For left-censored data, Equations (9) and (10) stay the same, except $\zeta$ is
replaced with $-\zeta$.
The function enormCensored
computes the maximum likelihood estimators by
solving Equations (9) and (10) and uses the quantile-quantile regression
estimators (see below) as initial values.
Quantile-Quantile Regression (method="qq.reg"
)
This method is sometimes called the probability plot method
(Nelson, 1982, Chapter 3; Gilbert, 1987, pp.134-136;
Helsel and Hirsch, 1992, p. 361), and more recently also called
parametric regression on order statistics or ROS
(USEPA, 2009; Helsel, 2012). In the case of no censoring, it is well known
(e.g., Nelson, 1982, p.113; Cleveland, 1993, p.31) that for the standard
normal (Gaussian) quantile-quantile plot (i.e., the plot of the sorted observations
(empirical quantiles) versus standard normal quantiles; see qqPlot
),
the intercept and slope of the fitted least-squares line estimate the mean and
standard deviation, respectively. Specifically, the estimates of $\mu$ and
$\sigma$ are found by computing the least-squares estimates in the following
model:
$$x_{(i)} = \mu + \sigma \Phi^{-1}(p_i) + \epsilon_i, \; i = 1, 2, \ldots, N \;\;\;\;\;\; (16)$$
where
$$p_i = \frac{i-a}{N - 2a + 1} \;\;\;\;\;\; (17)$$
denotes the plotting position associated with the $i$'th largest value,
$a$ is a constant such that $0 \le a \le 1$ (the plotting position constant),
and $\Phi$ denotes the cumulative distribution function (cdf) of the standard
normal distribution. The default value of $a$ is 0.375 (see below).
This method can be adapted to the case of left (right) singly censored data
as follows. Plot the $n$ uncensored observations against the $n$
largest (smallest) normal quantiles, where the normal quantiles are computed
based on a sample size of $N$, fit the least-squares line to this plot, and
estimate the mean and standard deviation from the intercept and slope, respectively.
That is, use Equations (16) and (17), but for right singly censored data use
$i = 1, 2, \ldots, n$, and for left singly censored data use
$i = (c+1), (c+2), \ldots, N$.
The argument plot.pos.con
(see the entry for ...in the ARGUMENTS
section above) determines the value of the plotting positions computed in
Equation (18). The default value is plot.pos.con=0.375
.
See the help file for qqPlot
for more information.
This method is discussed by Haas and Scheff (1990). In the context of
lognormal data, Travis and Land (1990) suggest exponentiating the
predicted 50'th percentile from this fit to estimate the geometric mean
(i.e., the median of the lognormal distribution).

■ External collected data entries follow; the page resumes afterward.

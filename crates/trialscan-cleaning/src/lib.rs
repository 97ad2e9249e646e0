//! # trialscan-cleaning
//!
//! Cleaning for the WHO ICTRP COVID-19 trial export.
//!
//! ## Features
//!
//! - **Dates**: mixed numeric and free-text enrollment dates to `NaiveDate`
//! - **Target enrollment**: plain counts and per-arm breakdowns
//! - **Names**: ASCII folding of sponsor names
//! - **Fields**: study type, phase, status and country vocabularies
//! - **Registration**: known data errors, retrospective registration,
//!   cross-registrations
//! - **Lookups**: curated lookup tables reconciled until nothing is missing
//!
//! ## Example
//!
//! ```rust
//! use trialscan_cleaning::{enroll_extract, RawValue, TargetEnrollment};
//!
//! let sizes = vec![RawValue::from("120"), RawValue::Missing, RawValue::from(":30;:20;")];
//! let parsed = enroll_extract(&sizes).unwrap();
//! assert_eq!(parsed[2], TargetEnrollment::Count(50));
//! ```

pub mod dates;
pub mod enrollment;
pub mod error;
pub mod fields;
pub mod ictrp;
pub mod lookup;
pub mod names;
pub mod registration;
pub mod value;

pub use dates::*;
pub use enrollment::*;
pub use error::*;
pub use fields::*;
pub use ictrp::*;
pub use lookup::*;
pub use names::*;
pub use registration::*;
pub use value::*;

This method is easily extended to multiply censored data. Equation (16) becomes
$$x_{(i)} = \mu + \sigma \Phi^{-1}(p_i) + \epsilon_i, \; i \in \Omega \;\;\;\;\;\; (18)$$
where $\Omega$ denotes the set of $n$ subscripts associated with the
uncensored observations in the ordered sample. The plotting positions are
computed by calling the ppointsCensored
.
The argument prob.method
determines the method of computing the plotting
positions (default is prob.method="hirsch-stedinger"
), and the argument
plot.pos.con
determines the plotting position constant (default is
plot.pos.con=0.375
). (See the entry for ...in the ARGUMENTS section above.)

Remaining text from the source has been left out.